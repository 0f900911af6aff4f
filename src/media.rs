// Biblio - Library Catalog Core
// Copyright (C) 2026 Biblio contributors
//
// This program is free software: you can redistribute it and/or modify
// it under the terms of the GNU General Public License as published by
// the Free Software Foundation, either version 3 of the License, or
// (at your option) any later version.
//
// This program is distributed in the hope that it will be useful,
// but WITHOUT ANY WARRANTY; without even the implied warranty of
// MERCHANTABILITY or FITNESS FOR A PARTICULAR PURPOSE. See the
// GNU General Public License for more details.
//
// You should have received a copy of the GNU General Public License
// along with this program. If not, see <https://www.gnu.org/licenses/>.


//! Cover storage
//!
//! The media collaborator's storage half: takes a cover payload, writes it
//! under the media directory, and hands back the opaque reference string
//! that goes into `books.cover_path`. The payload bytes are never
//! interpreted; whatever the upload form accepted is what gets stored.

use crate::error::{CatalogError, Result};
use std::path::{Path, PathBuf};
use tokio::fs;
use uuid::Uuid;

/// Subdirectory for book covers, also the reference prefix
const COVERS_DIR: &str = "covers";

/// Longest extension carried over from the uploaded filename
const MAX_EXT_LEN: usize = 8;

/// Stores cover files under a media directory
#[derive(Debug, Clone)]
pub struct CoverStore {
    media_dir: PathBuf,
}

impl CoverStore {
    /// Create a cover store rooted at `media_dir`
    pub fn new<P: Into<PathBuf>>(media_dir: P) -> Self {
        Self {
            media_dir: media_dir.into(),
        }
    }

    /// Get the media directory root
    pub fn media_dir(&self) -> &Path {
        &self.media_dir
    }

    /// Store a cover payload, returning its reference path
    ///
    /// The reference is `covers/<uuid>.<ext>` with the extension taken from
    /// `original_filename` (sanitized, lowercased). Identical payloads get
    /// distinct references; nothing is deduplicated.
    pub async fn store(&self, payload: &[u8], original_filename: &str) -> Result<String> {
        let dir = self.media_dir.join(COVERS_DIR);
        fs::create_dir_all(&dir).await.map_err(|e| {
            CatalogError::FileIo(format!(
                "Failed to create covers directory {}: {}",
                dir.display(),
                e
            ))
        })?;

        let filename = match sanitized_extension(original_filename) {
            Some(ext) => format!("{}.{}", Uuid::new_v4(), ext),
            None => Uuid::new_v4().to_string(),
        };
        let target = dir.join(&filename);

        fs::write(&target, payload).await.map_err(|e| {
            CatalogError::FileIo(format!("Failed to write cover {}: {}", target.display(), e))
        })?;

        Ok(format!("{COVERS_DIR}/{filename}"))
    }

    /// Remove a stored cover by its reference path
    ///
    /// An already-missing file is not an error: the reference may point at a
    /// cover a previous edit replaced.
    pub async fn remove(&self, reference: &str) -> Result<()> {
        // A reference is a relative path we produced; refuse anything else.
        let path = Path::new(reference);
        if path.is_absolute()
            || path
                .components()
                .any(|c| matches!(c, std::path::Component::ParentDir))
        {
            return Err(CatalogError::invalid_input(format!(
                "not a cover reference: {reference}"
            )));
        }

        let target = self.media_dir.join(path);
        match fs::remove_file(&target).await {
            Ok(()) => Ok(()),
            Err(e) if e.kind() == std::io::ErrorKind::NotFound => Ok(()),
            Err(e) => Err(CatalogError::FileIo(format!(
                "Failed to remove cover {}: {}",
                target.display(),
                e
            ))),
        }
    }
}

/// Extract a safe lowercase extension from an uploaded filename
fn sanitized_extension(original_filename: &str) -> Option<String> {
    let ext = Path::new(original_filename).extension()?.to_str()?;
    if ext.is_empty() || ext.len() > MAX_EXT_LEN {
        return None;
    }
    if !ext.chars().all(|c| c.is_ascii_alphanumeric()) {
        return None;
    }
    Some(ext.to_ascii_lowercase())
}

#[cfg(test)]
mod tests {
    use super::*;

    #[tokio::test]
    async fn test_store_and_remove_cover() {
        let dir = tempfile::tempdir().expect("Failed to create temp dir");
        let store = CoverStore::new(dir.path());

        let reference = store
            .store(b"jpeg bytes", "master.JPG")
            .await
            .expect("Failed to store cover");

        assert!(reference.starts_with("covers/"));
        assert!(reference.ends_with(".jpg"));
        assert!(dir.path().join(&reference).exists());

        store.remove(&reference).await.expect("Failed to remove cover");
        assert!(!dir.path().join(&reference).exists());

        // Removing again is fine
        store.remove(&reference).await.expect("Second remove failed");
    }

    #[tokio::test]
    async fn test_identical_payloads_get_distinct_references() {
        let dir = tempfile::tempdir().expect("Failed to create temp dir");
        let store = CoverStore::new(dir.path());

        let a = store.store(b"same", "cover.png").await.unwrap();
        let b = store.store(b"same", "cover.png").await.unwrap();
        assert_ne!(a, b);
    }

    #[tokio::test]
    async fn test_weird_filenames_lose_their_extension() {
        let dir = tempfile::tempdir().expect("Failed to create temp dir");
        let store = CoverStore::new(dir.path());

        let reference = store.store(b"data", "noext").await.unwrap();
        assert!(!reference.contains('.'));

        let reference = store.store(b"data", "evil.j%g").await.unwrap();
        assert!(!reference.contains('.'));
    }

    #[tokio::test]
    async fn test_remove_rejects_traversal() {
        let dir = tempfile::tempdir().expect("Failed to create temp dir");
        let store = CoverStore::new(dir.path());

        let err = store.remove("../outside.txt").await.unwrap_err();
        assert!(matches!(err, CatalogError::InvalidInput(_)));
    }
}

* * * * * * *

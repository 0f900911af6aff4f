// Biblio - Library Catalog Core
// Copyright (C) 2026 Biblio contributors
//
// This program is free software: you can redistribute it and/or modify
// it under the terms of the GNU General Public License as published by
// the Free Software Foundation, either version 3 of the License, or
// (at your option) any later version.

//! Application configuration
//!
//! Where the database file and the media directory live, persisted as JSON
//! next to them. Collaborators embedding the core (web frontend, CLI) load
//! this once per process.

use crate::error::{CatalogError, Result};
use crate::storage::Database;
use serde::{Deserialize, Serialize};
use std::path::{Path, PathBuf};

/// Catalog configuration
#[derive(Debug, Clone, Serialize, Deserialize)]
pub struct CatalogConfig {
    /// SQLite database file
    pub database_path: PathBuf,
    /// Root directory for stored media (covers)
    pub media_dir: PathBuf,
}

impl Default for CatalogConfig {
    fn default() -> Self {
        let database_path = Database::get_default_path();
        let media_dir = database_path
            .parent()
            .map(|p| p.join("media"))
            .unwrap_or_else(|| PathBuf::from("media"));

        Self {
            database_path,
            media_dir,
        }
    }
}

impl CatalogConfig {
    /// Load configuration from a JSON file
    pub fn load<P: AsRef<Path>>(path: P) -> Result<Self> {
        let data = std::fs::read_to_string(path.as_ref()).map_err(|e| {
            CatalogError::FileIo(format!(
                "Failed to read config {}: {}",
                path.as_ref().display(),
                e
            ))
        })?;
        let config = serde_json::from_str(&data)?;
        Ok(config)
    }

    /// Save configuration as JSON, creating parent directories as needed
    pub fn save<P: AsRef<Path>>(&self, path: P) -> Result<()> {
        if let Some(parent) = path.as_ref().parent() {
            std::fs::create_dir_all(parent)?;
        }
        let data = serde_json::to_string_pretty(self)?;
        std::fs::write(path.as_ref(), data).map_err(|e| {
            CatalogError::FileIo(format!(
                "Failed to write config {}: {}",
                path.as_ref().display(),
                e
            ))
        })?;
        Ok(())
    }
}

* * * * * * *

REQUIRED WORK: Give back exactly the lines above, from the line containing "use tokio::fs;" through the line containing "previous edit replaced.", with both end lines and nothing more.

TASK RESPONSE:
use tokio::fs;
use uuid::Uuid;

/// Subdirectory for book covers, also the reference prefix
const COVERS_DIR: &str = "covers";

/// Longest extension carried over from the uploaded filename
const MAX_EXT_LEN: usize = 8;

/// Stores cover files under a media directory
#[derive(Debug, Clone)]
pub struct CoverStore {
    media_dir: PathBuf,
}

impl CoverStore {
    /// Create a cover store rooted at `media_dir`
    pub fn new<P: Into<PathBuf>>(media_dir: P) -> Self {
        Self {
            media_dir: media_dir.into(),
        }
    }

    /// Get the media directory root
    pub fn media_dir(&self) -> &Path {
        &self.media_dir
    }

    /// Store a cover payload, returning its reference path
    ///
    /// The reference is `covers/<uuid>.<ext>` with the extension taken from
    /// `original_filename` (sanitized, lowercased). Identical payloads get
    /// distinct references; nothing is deduplicated.
    pub async fn store(&self, payload: &[u8], original_filename: &str) -> Result<String> {
        let dir = self.media_dir.join(COVERS_DIR);
        fs::create_dir_all(&dir).await.map_err(|e| {
            CatalogError::FileIo(format!(
                "Failed to create covers directory {}: {}",
                dir.display(),
                e
            ))
        })?;

        let filename = match sanitized_extension(original_filename) {
            Some(ext) => format!("{}.{}", Uuid::new_v4(), ext),
            None => Uuid::new_v4().to_string(),
        };
        let target = dir.join(&filename);

        fs::write(&target, payload).await.map_err(|e| {
            CatalogError::FileIo(format!("Failed to write cover {}: {}", target.display(), e))
        })?;

        Ok(format!("{COVERS_DIR}/{filename}"))
    }

    /// Remove a stored cover by its reference path
    ///
    /// An already-missing file is not an error: the reference may point at a
    /// cover a previous edit replaced.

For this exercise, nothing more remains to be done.